When you apply for a personal loan, the lender Bank or NBFC looks at various factors to determine your eligibility. One of the most crucial ones is your credit score. Most Banks and NBFCs fetch your credit score and report from CIBIL, India’s oldest credit bureau.
Your credit score (also called CIBIL Score in common parlance) is an indicator of how likely you are to repay the personal loan responsibly. Usually, individuals who have credit score of 750 and above are preferred by lenders and are most likely to get their personal loan application approved. There are also high chances that they would get the personal loan offers at low interest rates because these individuals would be perceived as low-risk borrowers, and lenders would be willing to offer their best rates to attract them.
But in case your Credit Score is poor or low, most large Banks and NBFCs will consider you as a ‘risky’ applicant and are likely to reject your personal loan application.
While a low credit score reduces the probability of being able to avail a personal loan considerably, there is still an outside chance of you getting it.

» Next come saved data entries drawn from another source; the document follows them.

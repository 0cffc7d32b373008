/// 程序配置文件
use crate::ocr::preprocess::OcrSettings;

#[derive(Clone, Debug)]
pub struct Config {
    /// 截取区域（绝对屏幕坐标）
    pub region_x: i32,
    pub region_y: i32,
    pub region_width: u32,
    pub region_height: u32,
    /// AI 版面解析失败时假定的选项数量
    pub default_expected_answers: usize,
    /// 是否显示详细日志
    pub verbose_logging: bool,
    /// 输出日志文件
    pub output_log_file: String,
    // --- 版面 LLM 配置（OpenAI 兼容端点） ---
    pub layout_api_key: String,
    pub layout_api_base_url: String,
    pub layout_model_name: String,
    // --- 三方 oracle 配置 ---
    pub openai_api_key: String,
    pub openai_api_base_url: String,
    pub openai_model_name: String,
    pub claude_api_key: String,
    pub claude_model_name: String,
    pub cohere_api_key: String,
    pub cohere_model_name: String,
    /// 单次 oracle 调用超时（秒）
    pub oracle_timeout_secs: u64,
    /// 投票失败后的重试次数
    pub max_vote_retries: usize,
    // --- 提交按钮模板匹配 ---
    pub submit_template_path: String,
    pub template_match_threshold: f32,
    // --- 问答缓存 ---
    pub qa_cache_path: String,
    // --- 循环等待 ---
    /// 等待新题目加载的随机延迟下限/上限（秒）
    pub wait_min_secs: f64,
    pub wait_max_secs: f64,
    /// 连续多少次文本未变化后结束会话
    pub max_same_text_repeats: usize,
}

impl Default for Config {
    fn default() -> Self {
        Self {
            region_x: 0,
            region_y: 0,
            region_width: 1280,
            region_height: 720,
            default_expected_answers: 4,
            verbose_logging: false,
            output_log_file: "output.txt".to_string(),
            layout_api_key: String::new(),
            layout_api_base_url: "https://api.openai.com/v1".to_string(),
            layout_model_name: "gpt-3.5-turbo".to_string(),
            openai_api_key: String::new(),
            openai_api_base_url: "https://api.openai.com/v1".to_string(),
            openai_model_name: "gpt-4o".to_string(),
            claude_api_key: String::new(),
            claude_model_name: "claude-3-7-sonnet-20250219".to_string(),
            cohere_api_key: String::new(),
            cohere_model_name: "command-r-plus-08-2024".to_string(),
            oracle_timeout_secs: 30,
            max_vote_retries: 3,
            submit_template_path: "submit_button.png".to_string(),
            template_match_threshold: 0.7,
            qa_cache_path: "qa_cache.db".to_string(),
            wait_min_secs: 7.0,
            wait_max_secs: 10.0,
            max_same_text_repeats: 3,
        }
    }
}

impl Config {
    pub fn from_env() -> Self {
        let default = Self::default();
        Self {
            region_x: std::env::var("REGION_X").ok().and_then(|v| v.parse().ok()).unwrap_or(default.region_x),
            region_y: std::env::var("REGION_Y").ok().and_then(|v| v.parse().ok()).unwrap_or(default.region_y),
            region_width: std::env::var("REGION_WIDTH").ok().and_then(|v| v.parse().ok()).unwrap_or(default.region_width),
            region_height: std::env::var("REGION_HEIGHT").ok().and_then(|v| v.parse().ok()).unwrap_or(default.region_height),
            default_expected_answers: std::env::var("DEFAULT_EXPECTED_ANSWERS").ok().and_then(|v| v.parse().ok()).unwrap_or(default.default_expected_answers),
            verbose_logging: std::env::var("VERBOSE_LOGGING").ok().and_then(|v| v.parse().ok()).unwrap_or(default.verbose_logging),
            output_log_file: std::env::var("OUTPUT_LOG_FILE").unwrap_or(default.output_log_file),
            layout_api_key: std::env::var("LAYOUT_API_KEY").unwrap_or(default.layout_api_key),
            layout_api_base_url: std::env::var("LAYOUT_API_BASE_URL").unwrap_or(default.layout_api_base_url),
            layout_model_name: std::env::var("LAYOUT_MODEL_NAME").unwrap_or(default.layout_model_name),
            openai_api_key: std::env::var("OPENAI_API_KEY").unwrap_or(default.openai_api_key),
            openai_api_base_url: std::env::var("OPENAI_API_BASE_URL").unwrap_or(default.openai_api_base_url),
            openai_model_name: std::env::var("OPENAI_MODEL_NAME").unwrap_or(default.openai_model_name),
            claude_api_key: std::env::var("CLAUDE_API_KEY").unwrap_or(default.claude_api_key),
            claude_model_name: std::env::var("CLAUDE_MODEL_NAME").unwrap_or(default.claude_model_name),
            cohere_api_key: std::env::var("COHERE_API_KEY").unwrap_or(default.cohere_api_key),
            cohere_model_name: std::env::var("COHERE_MODEL_NAME").unwrap_or(default.cohere_model_name),
            oracle_timeout_secs: std::env::var("ORACLE_TIMEOUT_SECS").ok().and_then(|v| v.parse().ok()).unwrap_or(default.oracle_timeout_secs),
            max_vote_retries: std::env::var("MAX_VOTE_RETRIES").ok().and_then(|v| v.parse().ok()).unwrap_or(default.max_vote_retries),
            submit_template_path: std::env::var("SUBMIT_TEMPLATE_PATH").unwrap_or(default.submit_template_path),
            template_match_threshold: std::env::var("TEMPLATE_MATCH_THRESHOLD").ok().and_then(|v| v.parse().ok()).unwrap_or(default.template_match_threshold),
            qa_cache_path: std::env::var("QA_CACHE_PATH").unwrap_or(default.qa_cache_path),
            wait_min_secs: std::env::var("WAIT_MIN_SECS").ok().and_then(|v| v.parse().ok()).unwrap_or(default.wait_min_secs),
            wait_max_secs: std::env::var("WAIT_MAX_SECS").ok().and_then(|v| v.parse().ok()).unwrap_or(default.wait_max_secs),
            max_same_text_repeats: std::env::var("MAX_SAME_TEXT_REPEATS").ok().and_then(|v| v.parse().ok()).unwrap_or(default.max_same_text_repeats),
        }
        .normalized()
    }

    /// 收拢相互约束的字段：等待区间上限不得低于下限
    fn normalized(mut self) -> Self {
        if self.wait_max_secs < self.wait_min_secs {
            self.wait_max_secs = self.wait_min_secs;
        }
        self
    }

    /// OCR 预处理备选参数（锚点缺失时按序重试）
    ///
    /// 第一组为默认参数，与单独截取时使用的参数一致
    pub fn ocr_settings(&self) -> Vec<OcrSettings> {
        vec![
            OcrSettings::new(3.0, 130),
            OcrSettings::new(4.0, 120),
            OcrSettings::new(2.5, 140),
        ]
    }

    /// 截取区域 (x, y, width, height)
    pub fn region(&self) -> (i32, i32, u32, u32) {
        (
            self.region_x,
            self.region_y,
            self.region_width,
            self.region_height,
        )
    }
}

For instance, if your CIBIL score is less than 600, say 550, there are very low chances of you getting a personal loan. But if your CIBIL score is around 650 or 700, some select lenders, mostly NBFCs, may still consider you for a personal loan offer. However, there are a number of factors involved for that to happen, which you should be aware of:
1. Adequate Disposable Income
If you have a stable and high income source, which provides with adequate monthly disposable income, to repay your personal loan EMIs in full on time, then certain lenders may look at your application favourably and approve you for a personal loan, despite a low credit score. This may also work for individuals who do not have any credit history and are new to credit.
2. Stable Job with Reputed Employer
Those employed with reputed corporates/MNCs or public sector organizations are considered to have higher income certainty than others. Hence, lenders may accept the personal loan applications made by such applicants, especially those with stable employment history, on the basis of their EMI repayment capacity, job stability and the reputation of their employers.
3. Select NBFCs and Fintech Digital Lenders
Those applying for a personal loan with a low credit score should note that most large Banks and NBFCs are unlikely to approve you for a personal loan, even if you have high disposable income and have a stable job. However, there are new-age NBFCs and Fintech lenders, that provide personal loans to individuals with low credit score, but at a high rate of interest.
4. Apply with a co-applicant
Adding an earning family member as a co-applicant to the personal loan application reduces the credit risk for the lender. This is because the co-applicant also becomes equally responsible for the repayment of the loan. Hence, if you are able to add a co-applicant, who has a good credit score, it may help you get your personal loan application approved.
Hence, do take a note of the above if you are looking for a personal loan and have a poor credit score. Do remember, that even if you get the personal loan application approved, it will come at a much higher rate of interest, increasing your EMIs and the cost of your loan.
In case you are unable to avail a personal loan because of your credit score, you may still be able to access credit through other lending products. Click here to know more – https://www.paisabazaar.com/personal-loan/bad-credit-loans/
Since, credit score will be an important every time you look to access credit, through a personal loan, home loan or a credit card, it is advisable to take the right actions to improve and build your credit score. This will enable you to avail loans and credit cards more conveniently and seamlessly.